What is the purpose of these files? Some get to be quite large
1179300775 Feb 9 16:45 merged_lexicon.lex
These files are part of the search index. They are mostly used to support typeahead. I would not consider them large. They are usually quite a bit smaller than the .tsidx files that constitute the main part of the index.
If you don't need typeahead and are looking to save some space on your Splunk partition, deleting these files can save you about 10% on your total index size.
Apparently they can take up anywhere from 5%-20%
I think there's been some optimization to the merged_lexicon files. They're currently under 5% for me.

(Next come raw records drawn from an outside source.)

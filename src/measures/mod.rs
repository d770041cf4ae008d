//! Similarity measure dispatch.
//!
//! Measures are selected from configuration by flag through lookup tables
//! ([`MeasureRegistry`]): one table of pairwise measures, one of standalone
//! groupwise measures and one of aggregation rules turning a pairwise
//! measure into a groupwise one ("add-on" measures). A [`MeasurePlan`]
//! resolves the configured measures against those tables once, before any
//! query is scored.

use std::collections::{BTreeSet, HashMap};
use std::sync::Arc;

use serde::{Deserialize, Serialize};
use tracing::debug;

use crate::ic::{IcConfig, IcEngine, IcFormula, IcScores};
use crate::ontology::{AncestryCache, Identifier};
use crate::{Error, Result};

mod aggregation;
mod groupwise;
mod pairwise;

pub use aggregation::{Average, BestMatchAverage, BestMatchMax, Hausdorff, Max, Min, ScoreMatrix};
pub use groupwise::{SimGic, SimUi};
pub use pairwise::{JaccardAncestors, JiangConrath1997, Lin1998, Resnik1995Mica};

/// Read-only view handed to measures.
pub struct Scope<'a> {
    pub ancestry: &'a AncestryCache,
    pub ic: &'a IcScores,
}

/// Similarity between two single vertices.
pub trait PairwiseMeasure: Send + Sync {
    /// Whether the measure reads IC scores.
    fn requires_ic(&self) -> bool {
        true
    }

    fn compute(&self, scope: &Scope<'_>, a: &Identifier, b: &Identifier) -> f64;
}

/// Similarity between two sets of classes, computed directly.
pub trait GroupwiseMeasure: Send + Sync {
    fn requires_ic(&self) -> bool {
        true
    }

    fn compute(&self, scope: &Scope<'_>, a: &BTreeSet<Identifier>, b: &BTreeSet<Identifier>)
        -> f64;
}

/// Reduction of a pairwise score matrix into one groupwise score.
pub trait Aggregation: Send + Sync {
    fn aggregate(&self, matrix: &ScoreMatrix) -> f64;
}

/// Measure entry of the configuration.
#[derive(Clone, Debug, PartialEq, Eq, Serialize, Deserialize)]
pub struct MeasureConfig {
    /// Unique name of the measure; also the output column header.
    pub id: String,
    /// Registry key selecting the formula.
    pub flag: String,
    /// IC configuration id, for measures reading IC scores.
    #[serde(default)]
    pub ic: Option<String>,
    /// Pairwise measure id, for add-on groupwise measures.
    #[serde(default)]
    pub pairwise_measure: Option<String>,
}

impl MeasureConfig {
    #[must_use]
    pub fn new(id: impl Into<String>, flag: impl Into<String>) -> Self {
        Self {
            id: id.into(),
            flag: flag.into(),
            ic: None,
            pairwise_measure: None,
        }
    }

    #[must_use]
    pub fn with_ic(mut self, ic: impl Into<String>) -> Self {
        self.ic = Some(ic.into());
        self
    }

    #[must_use]
    pub fn over_pairwise(mut self, pairwise: impl Into<String>) -> Self {
        self.pairwise_measure = Some(pairwise.into());
        self
    }
}

/// Configured pairwise and groupwise measures, in output order.
#[derive(Clone, Debug, Default, PartialEq, Eq, Serialize, Deserialize)]
pub struct MeasureSettings {
    #[serde(default)]
    pub pairwise: Vec<MeasureConfig>,
    #[serde(default)]
    pub groupwise: Vec<MeasureConfig>,
}

/// Flag → implementation tables.
pub struct MeasureRegistry {
    pairwise: HashMap<String, Arc<dyn PairwiseMeasure>>,
    groupwise: HashMap<String, Arc<dyn GroupwiseMeasure>>,
    add_ons: HashMap<String, Arc<dyn Aggregation>>,
}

In a bit more detail, a tsidx file consists of two parts: a lexicon, and a set of postings. The lexicon is a list of terms in alpha order, followed by a pointer to its posting list. The posting list is a mapping for that term, to which events (in the rawdata files) contain that term.
So essentially you have, something like this:
tsidxfile 1: leixcon: a b c | | | | | +-+ | ++ | V v v postings: 2 4|1 5|2 tsidxfile 2: (smaller) leixcon: d | V postings: 2 8
The lexicon tells us what terms exist and the postings tell us where to find them. However, we have to look in every tsidx file to find out all the terms. So if there are 20 tsidx files and you type in 'gromblhyozorktooks', which doesn't exist, splunkd has to open all 20 tsidx files to figure out you're crazy.
The merged_lexicon.lex is just a file to contain all the lexicons, which are much smaller, it looks more like this:
a b c d
This allows typeahead to answer its questions much more quickly (what terms exist), and allows negative lookups to fail much faster. The typical case for this is that some buckets have your term, and some do not, so the merged lexicon allows buckets to be completely ruled out much faster.
Isn't that, what you just described, a bloomfilter file and not lexicon?
These files are part of the search index. They are mostly used to support typeahead. I would not consider them large. They are usually quite a bit smaller than the .tsidx files that constitute the main part of the index.